Top of EXERCISE MATERIALS
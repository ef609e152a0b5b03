//! Circuit keys.

use std::fmt;

use serde::{Deserialize, Serialize};

/// Identifies one HTLC on one side of a forward: the channel it travels
/// over and its per-channel index.
///
/// The incoming circuit key is the primary key for deduplication; the
/// outgoing key only appears in forwarding history.
#[derive(Clone, Copy, Debug, PartialEq, Eq, Hash, PartialOrd, Ord, Serialize, Deserialize)]
pub struct CircuitKey {
    pub channel: u64,
    pub htlc: u64,
}

impl CircuitKey {
    #[must_use]
    pub const fn new(channel: u64, htlc: u64) -> Self {
        Self { channel, htlc }
    }
}

impl fmt::Display for CircuitKey {
    fn fmt(&self, f: &mut fmt::Formatter<'_>) -> fmt::Result {
        write!(f, "{}:{}", self.channel, self.htlc)
    }
}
Bottom of EXERCISE MATERIALS
TRY IT.
Wherever a line above contains "Deserialize", copy that line.

RESULT FOR THIS EXERCISE.
use serde::{Deserialize, Serialize};
#[derive(Clone, Copy, Debug, PartialEq, Eq, Hash, PartialOrd, Ord, Serialize, Deserialize)]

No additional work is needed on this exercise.